I had nothing to worry about. You were great throughout the
party. And family members were great too, many lending a hand to help set up
and bring us just what we needed despite me fretting over details. As you
started winding down for your first nap of the day, I gathered the guests to
sing your birthday song, around the enormous, sea-themed cake that turned out
quite Asian-looking after all.
That’s life though,
Luc—it often throws you curveballs and doles out the unexpected. But sometimes,
despite your initial resistance, it’s just what you need as you surrender to
letting go and holding in sight the more important things. On this day, exactly
one year from the date of your birth, what’s most important are the family
members whom you have brought together in the most loving and joyful way, by
just being here, and by just being you. I have watched transformations in
others when they interact with you and tend to you; I have seen a father’s
blossoming love, a grandmother’s happiness, a grandfather’s tenderness, an
aunt’s wonderment, an uncle’s awe.
When the smiling, familiar faces turned our
way and our voices lifted up in song, I felt a sense of warmth and
completeness, much akin to when you joined us earthside.
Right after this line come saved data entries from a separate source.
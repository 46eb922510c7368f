use std::collections::BTreeSet;
use std::fmt::Display;
use std::hash::Hash;
use std::sync::Arc;

use serde::{Deserialize, Serialize};

/// The identity of a vertex in the alignment graph.
///
/// Two nodes are the same node if and only if their [`NodeId`]s are equal;
/// labels and provenance tags play no part in identity.
#[derive(Debug, Clone, PartialEq, Eq, Hash, PartialOrd, Ord, Serialize, Deserialize)]
pub struct NodeId(String);

impl NodeId {
    /// The identifier as a string slice.
    pub fn as_str(&self) -> &str {
        &self.0
    }
}

impl Display for NodeId {
    fn fmt(&self, f: &mut std::fmt::Formatter<'_>) -> std::fmt::Result {
        f.write_str(&self.0)
    }
}

impl From<&str> for NodeId {
    fn from(value: &str) -> Self {
        NodeId(value.to_owned())
    }
}

impl From<String> for NodeId {
    fn from(value: String) -> Self {
        NodeId(value)
    }
}

/// Provenance pattern tags attached to a node.
///
/// A node that was never matched against historical models has no tag set at
/// all; that is treated exactly like an empty set.
#[derive(Debug, Clone, Default, PartialEq, Eq)]
struct Provenance(Option<BTreeSet<String>>);

impl Provenance {
    fn from_tags<I, T>(tags: I) -> Self
    where
        I: IntoIterator<Item = T>,
        T: Into<String>,
    {
        Provenance(Some(tags.into_iter().map(Into::into).collect()))
    }

    fn iter(&self) -> impl Iterator<Item = &str> {
        self.0.iter().flatten().map(String::as_str)
    }

    fn len(&self) -> usize {
        self.0.as_ref().map_or(0, BTreeSet::len)
    }
}

/// A terminal node standing for a data column.
///
/// Depending on its role in an edge it is either the *source* column being
/// mapped, or the *target* column of the semantic model that the source is
/// aligned to.
#[derive(Debug, Clone)]
pub struct ColumnNode {
    id: NodeId,
    column_name: String,
    provenance: Provenance,
}

impl ColumnNode {
    /// A column node without provenance tags.
    pub fn new(id: impl Into<NodeId>, column_name: impl Into<String>) -> Self {
        Self {
            id: id.into(),
            column_name: column_name.into(),
            provenance: Provenance::default(),
        }
    }

    /// Attach provenance pattern tags to this column node.
    pub fn with_provenance<I, T>(mut self, tags: I) -> Self
    where
        I: IntoIterator<Item = T>,
        T: Into<String>,
    {
        self.provenance = Provenance::from_tags(tags);
        self
    }

    /// The identity of this node.
    pub fn id(&self) -> &NodeId {
        &self.id
    }

    /// The name of the column this node represents.
    pub fn column_name(&self) -> &str {
        &self.column_name
    }

    /// The provenance tags, in sorted order.
    pub fn provenance_tags(&self) -> impl Iterator<Item = &str> {
        self.provenance.iter()
    }

    /// Number of provenance tags (zero when none are attached).
    pub fn tag_count(&self) -> usize {
        self.provenance.len()
    }
}

/// An intermediate ontology vertex (a class or property instance).
#[derive(Debug, Clone)]
pub struct InternalNode {
    id: NodeId,
    local_id: String,
    provenance: Provenance,
}

impl InternalNode {
    /// An internal node without provenance tags.
    pub fn new(id: impl Into<NodeId>, local_id: impl Into<String>) -> Self {
        Self {
            id: id.into(),
            local_id: local_id.into(),
            provenance: Provenance::default(),
        }
    }

    /// Attach provenance pattern tags to this internal node.
    pub fn with_provenance<I, T>(mut self, tags: I) -> Self
    where
        I: IntoIterator<Item = T>,
        T: Into<String>,
    {
        self.provenance = Provenance::from_tags(tags);
        self
    }

    /// The identity of this node.
    pub fn id(&self) -> &NodeId {
        &self.id
    }

    /// The short, ontology-local identifier of this node.
    pub fn local_id(&self) -> &str {
        &self.local_id
    }

    /// The provenance tags, in sorted order.
    pub fn provenance_tags(&self) -> impl Iterator<Item = &str> {
        self.provenance.iter()
    }

    /// Number of provenance tags (zero when none are attached).
    pub fn tag_count(&self) -> usize {
        self.provenance.len()
    }
}

macro_rules! identity_by_id {
    ($ty:ty) => {
        impl PartialEq for $ty {
            fn eq(&self, other: &Self) -> bool {
                self.id == other.id
            }
        }

        impl Eq for $ty {}

        impl Hash for $ty {
            fn hash<H: std::hash::Hasher>(&self, state: &mut H) {
                self.id.hash(state);
            }
        }
    };
}

identity_by_id!(ColumnNode);
identity_by_id!(InternalNode);

/// A shared reference to any node of the alignment graph.
///
/// Nodes are owned by the graph; candidates only ever hold these cheap,
/// shared handles and never mutate what they point to.
///
/// Identity is the [`NodeId`] alone, whatever the variant: an internal and a
/// column node with the same id are the same node.
#[derive(Debug, Clone)]
pub enum Node {
    /// An intermediate ontology vertex.
    Internal(Arc<InternalNode>),
    /// A terminal column vertex.
    Column(Arc<ColumnNode>),
}

impl Node {
    /// The identity of this node.
    pub fn id(&self) -> &NodeId {
        match self {
            Node::Internal(node) => node.id(),
            Node::Column(node) => node.id(),
        }
    }

    /// The provenance tags, in sorted order.
    pub fn provenance_tags(&self) -> Box<dyn Iterator<Item = &str> + '_> {
        match self {
            Node::Internal(node) => Box::new(node.provenance_tags()),
            Node::Column(node) => Box::new(node.provenance_tags()),
        }
    }

    /// Number of provenance tags (zero when none are attached).
    pub fn tag_count(&self) -> usize {
        match self {
            Node::Internal(node) => node.tag_count(),
            Node::Column(node) => node.tag_count(),
        }
    }

    /// The node's own label: the local id of an internal node or the column
    /// name of a column node.
    pub fn display_label(&self) -> &str {
        match self {
            Node::Internal(node) => node.local_id(),
            Node::Column(node) => node.column_name(),
        }
    }
}

impl PartialEq for Node {
    fn eq(&self, other: &Self) -> bool {
        self.id() == other.id()
    }
}

impl Eq for Node {}

impl Hash for Node {
    fn hash<H: std::hash::Hasher>(&self, state: &mut H) {
        self.id().hash(state);
    }
}

impl From<Arc<InternalNode>> for Node {
    fn from(value: Arc<InternalNode>) -> Self {
        Node::Internal(value)
    }
}

impl From<Arc<ColumnNode>> for Node {
    fn from(value: Arc<ColumnNode>) -> Self {
        Node::Column(value)
    }
}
My darling boy, what a sheer pleasure it has been to witness
your growth during your first year. Like magic unfolding before my eyes, I got
to experience your first tears, first smile, first words, first roll, first
slow-paced army crawl, first rushed steps with the assistance of a cardboard
box to lean on.
I got to understand your wants and needs on an instinctual
level without the need for words, and marveled at how you found different ways
to show your love for me, from clinging on to my shirt in your sleep, to gazing
at me while you nursed, to glancing back in my direction for encouragement as
you explored. One day, you will go from grasping the concept of simple,
few-lettered words in the books that I read to you every night, to understanding
these complex sentences that I am writing to you now.
With this entry, I have
fulfilled my promise to myself and to you for capturing these monthly memories
of your first year. I’m sure we will make many more memories to come as the
years eke by. But we will always have this very first year to look back upon,
Luc, a year of learning, developing, and growing, as separate beings, but also
with hearts inexplicably intertwined like tender tendrils growing into sturdy
vines that reach ever upward toward the sun.